pub mod balancer;
pub mod config;
pub mod errors;
pub mod math;
pub mod slippage;

pub use errors::PoolScaleError;

pub use balancer::pool_info::{ParsedPoolInfo, WithoutBpt, parse_pool_info, parse_pool_info_with};
pub use balancer::pool_math::{PoolMath, math_for};
pub use balancer::snapshot::{PoolSnapshot, PoolType, TokenSnapshot};

pub use config::{ParseOptions, PrecisionConfig};
pub use math::fixed_point::FixedPoint;
pub use slippage::Slippage;
use crate::{
    errors::{PoolScaleError, Result},
    math::{
        constants::{DEFAULT_DECIMALS, ONE},
        fixed_point as fp,
        units::{format_fixed, parse_fixed},
    },
};
use alloy_primitives::U256;
use std::fmt;

const MAX_BPS: u32 = 10_000;

/// A slippage tolerance for transaction limits.
///
/// Bounds round toward the caller's worse case: a minimum amount out
/// rounds down and a maximum amount in rounds up.
#[derive(Debug, Clone, Copy, PartialEq, Eq, Hash)]
pub enum Slippage {
    /// 1 bp = 0.01%, 10 000 bp = 100%.
    BasisPoints(u32),
    /// An 18-decimal fixed-point fraction, `10^16` = 1%.
    Fraction(U256),
}

impl Slippage {
    /// Parses a decimal fraction such as `"0.01"` (1%).
    pub fn from_fraction_str(value: &str) -> Result<Self> {
        parse_fixed(value, DEFAULT_DECIMALS)
            .map(Slippage::Fraction)
            .map_err(|_| PoolScaleError::InvalidTolerance(format!("{value:?} is not a non-negative fraction")))
    }

    /// The tolerance as an 18-decimal fraction.
    pub fn as_fraction(&self) -> U256 {
        match *self {
            // 1 bp = 10^14 at 18 decimals
            Slippage::BasisPoints(bps) => U256::from(bps) * U256::from(100_000_000_000_000u64),
            Slippage::Fraction(fraction) => fraction,
        }
    }

    /// Lower bound for an amount the caller receives: `floor(amount * (1 - t))`.
    pub fn min_amount_out(&self, amount: U256) -> Result<U256> {
        let fraction = self.as_fraction();
        if fraction > ONE {
            return Err(PoolScaleError::InvalidTolerance(format!(
                "{self} would make the minimum amount negative"
            )));
        }
        fp::mul_down(amount, ONE - fraction)
    }

    /// Upper bound for an amount the caller pays: `ceil(amount * (1 + t))`.
    pub fn max_amount_in(&self, amount: U256) -> Result<U256> {
        let factor = ONE
            .checked_add(self.as_fraction())
            .ok_or(PoolScaleError::ArithmeticOverflow("max_amount_in"))?;
        fp::mul_up(amount, factor)
    }
}

impl fmt::Display for Slippage {
    fn fmt(&self, f: &mut fmt::Formatter<'_>) -> fmt::Result {
        match self {
            Slippage::BasisPoints(bps) => write!(f, "{bps}bp"),
            Slippage::Fraction(fraction) => write!(f, "{}", format_fixed(*fraction, DEFAULT_DECIMALS)),
        }
    }
}

/// `amount` reduced by `slippage_bps` basis points, rounded down.
pub fn subtract_slippage(amount: U256, slippage_bps: u32) -> Result<U256> {
    if slippage_bps > MAX_BPS {
        return Err(PoolScaleError::InvalidTolerance(format!("{slippage_bps}bp exceeds 100%")));
    }
    Slippage::BasisPoints(slippage_bps).min_amount_out(amount)
}

/// `amount` increased by `slippage_bps` basis points, rounded up.
pub fn add_slippage(amount: U256, slippage_bps: u32) -> Result<U256> {
    Slippage::BasisPoints(slippage_bps).max_amount_in(amount)
}

#[cfg(test)]
mod tests {
    use super::*;

    #[test]
    fn test_one_percent_bounds() {
        let slippage = Slippage::from_fraction_str("0.01").unwrap();
        assert_eq!(slippage, Slippage::Fraction(U256::from(10_000_000_000_000_000u64)));
        assert_eq!(slippage.min_amount_out(U256::from(1000)).unwrap(), U256::from(990));
        assert_eq!(slippage.max_amount_in(U256::from(1000)).unwrap(), U256::from(1010));
    }

    #[test]
    fn test_rounding_against_the_caller() {
        // 1001 * 0.99 = 990.99 and 1001 * 1.01 = 1011.01
        assert_eq!(subtract_slippage(U256::from(1001), 100).unwrap(), U256::from(990));
        assert_eq!(add_slippage(U256::from(1001), 100).unwrap(), U256::from(1012));
    }

    #[test]
    fn test_basis_points_match_fraction() {
        assert_eq!(Slippage::BasisPoints(100).as_fraction(), Slippage::from_fraction_str("0.01").unwrap().as_fraction());
        assert_eq!(Slippage::BasisPoints(MAX_BPS).as_fraction(), ONE);
    }

    #[test]
    fn test_display() {
        assert_eq!(Slippage::BasisPoints(50).to_string(), "50bp");
        assert_eq!(Slippage::from_fraction_str("0.015").unwrap().to_string(), "0.015");
    }

    #[test]
    fn test_invalid_tolerance() {
        assert!(matches!(Slippage::from_fraction_str("-0.01"), Err(PoolScaleError::InvalidTolerance(_))));
        assert!(matches!(Slippage::from_fraction_str("one"), Err(PoolScaleError::InvalidTolerance(_))));
        assert!(matches!(subtract_slippage(U256::from(1000), 10_001), Err(PoolScaleError::InvalidTolerance(_))));
        assert!(matches!(
            Slippage::Fraction(ONE + U256::from(1)).min_amount_out(U256::from(1000)),
            Err(PoolScaleError::InvalidTolerance(_))
        ));
        // 100% is allowed and leaves nothing
        assert_eq!(Slippage::BasisPoints(MAX_BPS).min_amount_out(U256::from(1000)).unwrap(), U256::ZERO);
    }
}
use crate::{
    errors::{PoolScaleError, Result},
    math::fixed_point::FixedPoint,
};
use alloy_primitives::U256;

// Swap limits: amounts swapped may not be larger than this percentage of total balance.
// 0.3 under the pool's precision
fn max_ratio(precision: FixedPoint) -> U256 {
    precision.one() * U256::from(3) / U256::from(10)
}

/// Calculates the invariant for a weighted pool.
/// V = product(balance_i ^ weight_i)
pub fn calculate_invariant(normalized_weights: &[U256], balances: &[U256], precision: FixedPoint) -> Result<U256> {
    if normalized_weights.len() != balances.len() {
        return Err(PoolScaleError::MismatchedLengths {
            expected: normalized_weights.len(),
            actual: balances.len(),
        });
    }
    let mut invariant = precision.one();
    for (&weight, &balance) in normalized_weights.iter().zip(balances) {
        invariant = precision.mul_down(invariant, precision.pow_down(balance, weight)?)?;
    }
    if invariant.is_zero() {
        return Err(PoolScaleError::CalculationError("ZERO_INVARIANT".into()));
    }
    Ok(invariant)
}

/// Computes how many tokens can be taken out of a pool if `amount_in` are sent.
pub fn calc_out_given_in(
    balance_in: U256,
    weight_in: U256,
    balance_out: U256,
    weight_out: U256,
    amount_in: U256,
    precision: FixedPoint,
) -> Result<U256> {
    // Formula: aO = bO * (1 - (bI / (bI + aI))^(wI / wO))
    if amount_in > precision.mul_down(balance_in, max_ratio(precision))? {
        return Err(PoolScaleError::CalculationError("MAX_IN_RATIO".into()));
    }

    let denominator = balance_in
        .checked_add(amount_in)
        .ok_or(PoolScaleError::ArithmeticOverflow("calc_out_given_in"))?;
    // The base rounds up so the power, and with it the complement, stays protocol-favourable
    let base = precision.div_up(balance_in, denominator)?;
    let exponent = precision.div_down(weight_in, weight_out)?;
    let power = precision.pow_up(base, exponent)?;

    precision.mul_down(balance_out, precision.complement(power))
}

/// Computes how many tokens must be sent to a pool in order to take `amount_out`.
pub fn calc_in_given_out(
    balance_in: U256,
    weight_in: U256,
    balance_out: U256,
    weight_out: U256,
    amount_out: U256,
    precision: FixedPoint,
) -> Result<U256> {
    // Formula: aI = bI * ((bO / (bO - aO))^(wO / wI) - 1)
    if amount_out > precision.mul_down(balance_out, max_ratio(precision))? {
        return Err(PoolScaleError::CalculationError("MAX_OUT_RATIO".into()));
    }

    let base = precision.div_up(balance_out, balance_out - amount_out)?;
    let exponent = precision.div_up(weight_out, weight_in)?;
    let power = precision.pow_up(base, exponent)?;

    let ratio = power.saturating_sub(precision.one());
    precision.mul_up(balance_in, ratio)
}

#[cfg(test)]
mod tests {
    use super::*;
    use crate::math::constants::ONE;

    const WAD: FixedPoint = FixedPoint::WAD;

    fn wad(n: u64) -> U256 {
        U256::from(n) * ONE
    }

    const HALF: U256 = U256::from_limbs([500_000_000_000_000_000, 0, 0, 0]);

    #[test]
    fn test_equal_weights_out_given_in() {
        let out = calc_out_given_in(wad(1000), HALF, wad(1000), HALF, wad(10), WAD).unwrap();
        // 1000 * (1 - ceil(1000 / 1010)) at 18 decimals
        assert_eq!(out, U256::from(9_900_990_099_009_900_000u64));
        assert!(out < wad(10));
    }

    #[test]
    fn test_equal_weights_in_given_out() {
        let amount_in = calc_in_given_out(wad(1000), HALF, wad(1000), HALF, wad(10), WAD).unwrap();
        // 1000 * (ceil(1000 / 990) - 1)
        assert_eq!(amount_in, U256::from(10_101_010_101_010_102_000u64));
        assert!(amount_in > wad(10));
    }

    #[test]
    fn test_ratio_guards() {
        assert_eq!(
            calc_out_given_in(wad(100), HALF, wad(100), HALF, wad(31), WAD),
            Err(PoolScaleError::CalculationError("MAX_IN_RATIO".into()))
        );
        assert_eq!(
            calc_in_given_out(wad(100), HALF, wad(100), HALF, wad(31), WAD),
            Err(PoolScaleError::CalculationError("MAX_OUT_RATIO".into()))
        );
    }

    #[test]
    fn test_invariant_length_mismatch() {
        assert!(matches!(
            calculate_invariant(&[HALF, HALF], &[wad(1)], WAD),
            Err(PoolScaleError::MismatchedLengths { expected: 2, actual: 1 })
        ));
    }

    #[test]
    fn test_single_unit_weight_invariant() {
        // balance^1 takes the exact fast path
        assert_eq!(calculate_invariant(&[ONE], &[wad(42)], WAD).unwrap(), wad(42));
    }

    #[test]
    fn test_out_given_in_at_twelve_decimals() {
        // the same 1000/1000 swap of 10, expressed with 12 decimals
        let pico = FixedPoint::new(12).unwrap();
        let thousand = U256::from(1_000_000_000_000_000u64);
        let half = U256::from(500_000_000_000u64);
        let out = calc_out_given_in(thousand, half, thousand, half, U256::from(10_000_000_000_000u64), pico).unwrap();
        assert_eq!(out, U256::from(9_900_990_099_000u64));
    }
}
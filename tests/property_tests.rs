use alloy_primitives::{Address, U256};
use poolscale::{
    Slippage,
    balancer::{
        asset_helpers::{AssetHelpers, TokenColumns},
        scaling_helper::compute_scaling_factor,
    },
    math::{constants::ONE, fixed_point as fp, fixed_point::FixedPoint},
};
use proptest::prelude::*;

fn amount() -> impl Strategy<Value = U256> {
    any::<u128>().prop_map(U256::from)
}

fn nonzero_amount() -> impl Strategy<Value = U256> {
    (1..=u128::MAX).prop_map(U256::from)
}

proptest! {
    #[test]
    fn mul_rounding_brackets_the_exact_product(a in amount(), b in amount()) {
        let down = fp::mul_down(a, b).unwrap();
        let up = fp::mul_up(a, b).unwrap();
        prop_assert!(down <= up);
        prop_assert!(up - down <= U256::from(1));
    }

    #[test]
    fn div_rounding_brackets_the_exact_quotient(a in amount(), b in nonzero_amount()) {
        let down = fp::div_down(a, b).unwrap();
        let up = fp::div_up(a, b).unwrap();
        prop_assert!(down <= up);
        prop_assert!(up - down <= U256::from(1));
    }

    #[test]
    fn div_then_mul_never_exceeds_input(a in amount(), b in nonzero_amount()) {
        let quotient = fp::div_down(a, b).unwrap();
        prop_assert!(fp::mul_down(quotient, b).unwrap() <= a);
    }

    #[test]
    fn div_up_then_mul_up_never_falls_below_input(a in amount(), b in nonzero_amount()) {
        // a * 10^18 / b + 1 times b stays below 2^256 for 128-bit operands
        let quotient = fp::div_up(a, b).unwrap();
        prop_assert!(fp::mul_up(quotient, b).unwrap() >= a);
    }

    #[test]
    fn unit_rate_is_identity(decimals in 0u8..=18) {
        prop_assert_eq!(
            compute_scaling_factor(decimals, Some(ONE), FixedPoint::WAD).unwrap(),
            compute_scaling_factor(decimals, None, FixedPoint::WAD).unwrap()
        );
    }

    #[test]
    fn slippage_bounds_bracket_the_amount(value in amount(), bps in 0u32..=10_000) {
        let slippage = Slippage::BasisPoints(bps);
        let min = slippage.min_amount_out(value).unwrap();
        let max = slippage.max_amount_in(value).unwrap();
        prop_assert!(min <= value);
        prop_assert!(value <= max);
    }

    #[test]
    fn sorting_keeps_columns_aligned(
        seeds in proptest::collection::hash_set(any::<[u8; 20]>(), 1..8)
    ) {
        let tokens: Vec<Address> = seeds.into_iter().map(Address::from).collect();
        // tag every column entry with the token it belongs to
        let tag = |token: &Address| U256::from_be_slice(token.as_slice());
        let columns = TokenColumns {
            decimals: vec![18; tokens.len()],
            scaling_factors: tokens.iter().map(tag).collect(),
            balances: tokens.iter().map(tag).collect(),
            upscaled_balances: tokens.iter().map(tag).collect(),
            weights: tokens.iter().map(tag).collect(),
            price_rates: tokens.iter().map(tag).collect(),
            tokens,
        };

        let helpers = AssetHelpers::new(Address::repeat_byte(0xee));
        let sorted = helpers.sort_tokens(&columns).unwrap();

        prop_assert!(sorted.tokens.windows(2).all(|pair| pair[0] < pair[1]));
        for (i, token) in sorted.tokens.iter().enumerate() {
            let expected = tag(token);
            prop_assert_eq!(sorted.scaling_factors[i], expected);
            prop_assert_eq!(sorted.balances[i], expected);
            prop_assert_eq!(sorted.upscaled_balances[i], expected);
            prop_assert_eq!(sorted.weights[i], expected);
            prop_assert_eq!(sorted.price_rates[i], expected);
        }
    }
}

▶ **Required action**
When a line among the entries contains "expected", pull that line out.

▶ **Task solution**
            expected: normalized_weights.len(),
            Err(PoolScaleError::MismatchedLengths { expected: 2, actual: 1 })
            let expected = tag(token);
            prop_assert_eq!(sorted.scaling_factors[i], expected);
            prop_assert_eq!(sorted.balances[i], expected);
            prop_assert_eq!(sorted.upscaled_balances[i], expected);
            prop_assert_eq!(sorted.weights[i], expected);
            prop_assert_eq!(sorted.price_rates[i], expected);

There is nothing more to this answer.